Ad una settimana dalla conferenza capigruppo saltata per l'assenza di Dario Bellini, capogruppo di Latina Bene Comune, il presidente del Consiglio Massimiliano Colazingari non ha convocato la seduta. E questo sta facendo infuriare i componenti dell'opposizione che accusano Colazingari di non essere super partes ma schierato con la maggioranza. Venerdì scorso la riunione saltò in quanto all'interno di Lbc stava per verificarsi una scissione, con tre consiglieri comunali (Olivier Tassi, Salvatore Antoci e Massimo Di Trento) pronti a staccarsi e a formare un gruppo autonomo in Consiglio comunale. Sempre in maggioranza ma autonomo.
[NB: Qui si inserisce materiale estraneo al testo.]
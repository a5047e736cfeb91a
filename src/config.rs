//! Configuration for the sync agent.
//!
//! All settings can be supplied through `EDGE_SYNC_*` environment variables.
//! Sync cadence, batch size and codec may be left unset, in which case the
//! device capability tier supplies them (see
//! [`SyncConfig::apply_capability_defaults`]).

use std::env;
use std::time::Duration;

use thiserror::Error;
use uuid::Uuid;

use crate::capability::DeviceCapability;
use crate::compression::CompressionType;
use crate::interceptor::RetryPolicy;

/// Default sync service URL
const DEFAULT_SERVER_URL: &str = "http://localhost:8080";

const DEFAULT_ORG_ID: &str = "default";

/// Maximum allowed batch size to prevent memory issues
const MAX_BATCH_SIZE: usize = 10_000;

const MIN_INTERVAL_SECS: u64 = 1;
const MAX_INTERVAL_SECS: u64 = 86_400;

const DEFAULT_MAX_RETRIES: u32 = 3;
const DEFAULT_INITIAL_BACKOFF: Duration = Duration::from_secs(1);
const DEFAULT_MAX_BACKOFF: Duration = Duration::from_secs(60);
const DEFAULT_BACKOFF_MULTIPLIER: f64 = 2.0;
const DEFAULT_OFFLINE_QUEUE_SIZE: usize = 10_000;
const DEFAULT_REQUEST_TIMEOUT: Duration = Duration::from_secs(30);

#[derive(Debug, Error)]
pub enum ConfigError {
    #[error("configuration error for {var}: {message}")]
    Invalid { var: &'static str, message: String },
}

impl ConfigError {
    fn invalid(var: &'static str, message: impl Into<String>) -> Self {
        ConfigError::Invalid {
            var,
            message: message.into(),
        }
    }
}

/// Sync engine settings. Owned by the sync manager once constructed.
#[derive(Debug, Clone, PartialEq)]
pub struct SyncConfig {
    pub device_id: String,
    pub org_id: String,
    pub server_url: String,

    /// Time between scheduled cycles; zero means "use the tier default"
    pub sync_interval: Duration,

    /// Records per cycle; zero means "use the tier default"
    pub batch_size: usize,

    pub compression_enabled: bool,

    /// `None` means "use the tier default"
    pub compression_type: Option<CompressionType>,

    pub max_retries: u32,
    pub initial_backoff: Duration,
    pub max_backoff: Duration,
    pub backoff_multiplier: f64,

    /// Capacity of the offline log queue
    pub offline_queue_size: usize,

    /// Deadline for one attempt of a sync call
    pub request_timeout: Duration,

    /// Deadline for one sync call as the manager sees it, covering every
    /// client retry attempt and the backoff between them
    pub call_timeout: Duration,

    /// Outbound byte budget per second; `None` falls back to the capability
    /// bandwidth, if known
    pub bandwidth_limit: Option<u64>,

    pub circuit_failure_threshold: u32,
    pub circuit_reset_timeout: Duration,

    /// Health monitor cadence
    pub monitor_interval: Duration,

    /// Bound on the final sync during shutdown
    pub shutdown_timeout: Duration,
}

impl Default for SyncConfig {
    fn default() -> Self {
        Self {
            device_id: default_device_id(),
            org_id: DEFAULT_ORG_ID.to_string(),
            server_url: DEFAULT_SERVER_URL.to_string(),
            sync_interval: Duration::ZERO,
            batch_size: 0,
            compression_enabled: false,
            compression_type: None,
            max_retries: DEFAULT_MAX_RETRIES,
            initial_backoff: DEFAULT_INITIAL_BACKOFF,
            max_backoff: DEFAULT_MAX_BACKOFF,
            backoff_multiplier: DEFAULT_BACKOFF_MULTIPLIER,
            offline_queue_size: DEFAULT_OFFLINE_QUEUE_SIZE,
            request_timeout: DEFAULT_REQUEST_TIMEOUT,
            call_timeout: RetryPolicy::default().budget(DEFAULT_REQUEST_TIMEOUT),
            bandwidth_limit: None,
            circuit_failure_threshold: 5,
            circuit_reset_timeout: Duration::from_secs(60),
            monitor_interval: Duration::from_secs(30),
            shutdown_timeout: Duration::from_secs(30),
        }
    }
}

impl SyncConfig {
    /// Fill every unset cadence/batch/codec field from the tier table.
    /// Explicitly configured values are kept.
    pub fn apply_capability_defaults(&mut self, capability: &DeviceCapability) {
        let defaults = capability.sync_defaults();

        if self.sync_interval.is_zero() {
            self.sync_interval = defaults.sync_interval;
        }
        if self.batch_size == 0 {
            self.batch_size = defaults.batch_size;
        }
        if self.compression_type.is_none() {
            self.compression_type = Some(defaults.compression_type);
            self.compression_enabled = defaults.compression_enabled;
        }
    }

    /// Codec actually used for outgoing batches.
    pub fn effective_compression(&self) -> CompressionType {
        if self.compression_enabled {
            self.compression_type.unwrap_or_default()
        } else {
            CompressionType::None
        }
    }
}

/// Settings for the sync service client.
#[derive(Debug, Clone, PartialEq)]
pub struct ClientConfig {
    pub server_url: String,
    pub api_key: Option<String>,

    /// Per-request timeout for unary calls
    pub request_timeout: Duration,

    pub retry: RetryPolicy,
}

impl Default for ClientConfig {
    fn default() -> Self {
        Self {
            server_url: DEFAULT_SERVER_URL.to_string(),
            api_key: None,
            request_timeout: DEFAULT_REQUEST_TIMEOUT,
            retry: RetryPolicy::default(),
        }
    }
}

/// Full agent configuration.
#[derive(Debug, Clone, Default, PartialEq)]
pub struct Config {
    pub sync: SyncConfig,
    pub client: ClientConfig,
}

impl Config {
    /// Load configuration from environment variables.
    ///
    /// # Errors
    ///
    /// Returns `ConfigError` if any variable is present but malformed or out
    /// of range, or if `EDGE_SYNC_COMPRESSION` names an unsupported codec.
    pub fn from_env() -> Result<Self, ConfigError> {
        let server_url = env::var("EDGE_SYNC_SERVER_URL")
            .unwrap_or_else(|_| DEFAULT_SERVER_URL.to_string())
            .trim_end_matches('/')
            .to_string();
        if server_url.is_empty() {
            return Err(ConfigError::invalid("EDGE_SYNC_SERVER_URL", "must not be empty"));
        }

        let api_key = env::var("EDGE_SYNC_API_KEY").ok().filter(|k| !k.is_empty());
        let device_id = env::var("EDGE_SYNC_DEVICE_ID")
            .ok()
            .filter(|d| !d.is_empty())
            .unwrap_or_else(default_device_id);
        let org_id = env::var("EDGE_SYNC_ORG_ID")
            .ok()
            .filter(|o| !o.is_empty())
            .unwrap_or_else(|| DEFAULT_ORG_ID.to_string());

        let sync_interval = parse_ranged::<u64>("EDGE_SYNC_INTERVAL_SECS", MIN_INTERVAL_SECS, MAX_INTERVAL_SECS)?
            .map(Duration::from_secs)
            .unwrap_or(Duration::ZERO);
        let batch_size = parse_ranged::<usize>("EDGE_SYNC_BATCH_SIZE", 1, MAX_BATCH_SIZE)?.unwrap_or(0);
        let compression_type = parse_compression()?;

        let max_retries = parse_ranged::<u32>("EDGE_SYNC_MAX_RETRIES", 0, 100)?.unwrap_or(DEFAULT_MAX_RETRIES);
        let initial_backoff = parse_ranged::<u64>("EDGE_SYNC_INITIAL_BACKOFF_MS", 1, 3_600_000)?
            .map(Duration::from_millis)
            .unwrap_or(DEFAULT_INITIAL_BACKOFF);
        let max_backoff = parse_ranged::<u64>("EDGE_SYNC_MAX_BACKOFF_SECS", 1, MAX_INTERVAL_SECS)?
            .map(Duration::from_secs)
            .unwrap_or(DEFAULT_MAX_BACKOFF);
        let backoff_multiplier = parse_multiplier()?;

        if max_backoff < initial_backoff {
            return Err(ConfigError::invalid(
                "EDGE_SYNC_MAX_BACKOFF_SECS",
                "must not be shorter than the initial backoff",
            ));
        }

        let offline_queue_size = parse_ranged::<usize>("EDGE_SYNC_OFFLINE_QUEUE_SIZE", 1, 10_000_000)?
            .unwrap_or(DEFAULT_OFFLINE_QUEUE_SIZE);
        let request_timeout = parse_ranged::<u64>("EDGE_SYNC_REQUEST_TIMEOUT_SECS", 1, 600)?
            .map(Duration::from_secs)
            .unwrap_or(DEFAULT_REQUEST_TIMEOUT);
        let bandwidth_limit = parse_ranged::<u64>("EDGE_SYNC_BANDWIDTH_LIMIT_BPS", 1, u64::MAX)?;

        let retry = RetryPolicy {
            max_attempts: max_retries.max(1),
            ..RetryPolicy::default()
        };

        let sync = SyncConfig {
            device_id,
            org_id,
            server_url: server_url.clone(),
            sync_interval,
            batch_size,
            compression_enabled: compression_type.is_some_and(|c| c != CompressionType::None),
            compression_type,
            max_retries,
            initial_backoff,
            max_backoff,
            backoff_multiplier,
            offline_queue_size,
            request_timeout,
            call_timeout: retry.budget(request_timeout),
            bandwidth_limit,
            ..SyncConfig::default()
        };

        let client = ClientConfig {
            server_url,
            api_key,
            request_timeout,
            retry,
        };

        Ok(Self { sync, client })
    }
}

fn default_device_id() -> String {
    format!("device-{}", Uuid::new_v4())
}

/// Parse an optional numeric variable and check it against inclusive bounds.
fn parse_ranged<T>(var: &'static str, min: T, max: T) -> Result<Option<T>, ConfigError>
where
    T: std::str::FromStr + PartialOrd + std::fmt::Display + Copy,
{
    let Ok(value) = env::var(var) else {
        return Ok(None);
    };

    let parsed: T = value
        .trim()
        .parse()
        .map_err(|_| ConfigError::invalid(var, format!("'{value}' is not a valid number")))?;

    if parsed < min {
        return Err(ConfigError::invalid(var, format!("{parsed} is below minimum ({min})")));
    }
    if parsed > max {
        return Err(ConfigError::invalid(var, format!("{parsed} exceeds maximum ({max})")));
    }
    Ok(Some(parsed))
}

fn parse_multiplier() -> Result<f64, ConfigError> {
    let var = "EDGE_SYNC_BACKOFF_MULTIPLIER";
    match env::var(var) {
        Ok(value) => {
            let multiplier: f64 = value
                .trim()
                .parse()
                .map_err(|_| ConfigError::invalid(var, format!("'{value}' is not a valid number")))?;
            if !multiplier.is_finite() || multiplier < 1.0 {
                return Err(ConfigError::invalid(var, "multiplier must be a finite number >= 1.0"));
            }
            Ok(multiplier)
        }
        Err(_) => Ok(DEFAULT_BACKOFF_MULTIPLIER),
    }
}

fn parse_compression() -> Result<Option<CompressionType>, ConfigError> {
    let var = "EDGE_SYNC_COMPRESSION";
    match env::var(var) {
        Ok(value) if value.trim().is_empty() => Ok(None),
        Ok(value) => value
            .parse()
            .map(Some)
            .map_err(|e: crate::compression::CompressionError| ConfigError::invalid(var, e.to_string())),
        Err(_) => Ok(None),
    }
}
A quanto pare la settimana trascorsa non ha risolto il problema e la maggioranza è ancora in piena crisi.

Il capogruppo di Fratelli d'Italia Nicola Calandrini punta il dito contro il presidente Colazingari. "I Comuni hanno due teste per la sovranità popolare: il sindaco che guida la giunta, e il consiglio comunale che controlla. Il presidente del consiglio comunale è funzione di garanzia per il dovere del controllo. Quando il presidente non è terzo tra esecutivo e consiglio non svolge il proprio ruolo. Il presidente Colazingari dopo l'impossibilità della riunione dei capogruppo della settimana scorsa per problemi della maggioranza, non può far finta di niente e non procedere alla riconvocazione della capigruppo. Le esigenze di tempo dell'esecutivo non sono problemi del Consiglio. Colazingari non ha compreso la delicatezza del suo ruolo, e il suo tifo, lede il diritto di controllo di tutti i consiglieri, di maggioranza o di opposizione che siano. Fa finta di niente e questo fingere è caso politico perché è scelta fare, ma ha peso anche il non fare. Non può rappresentare l'assemblea chi si sente di "una parte dell'assemblea". Attendiamo le prossime mosse di chi non sta guidando l'assemblea rappresentativa del comune ma sta facendo il collaterale al sindaco".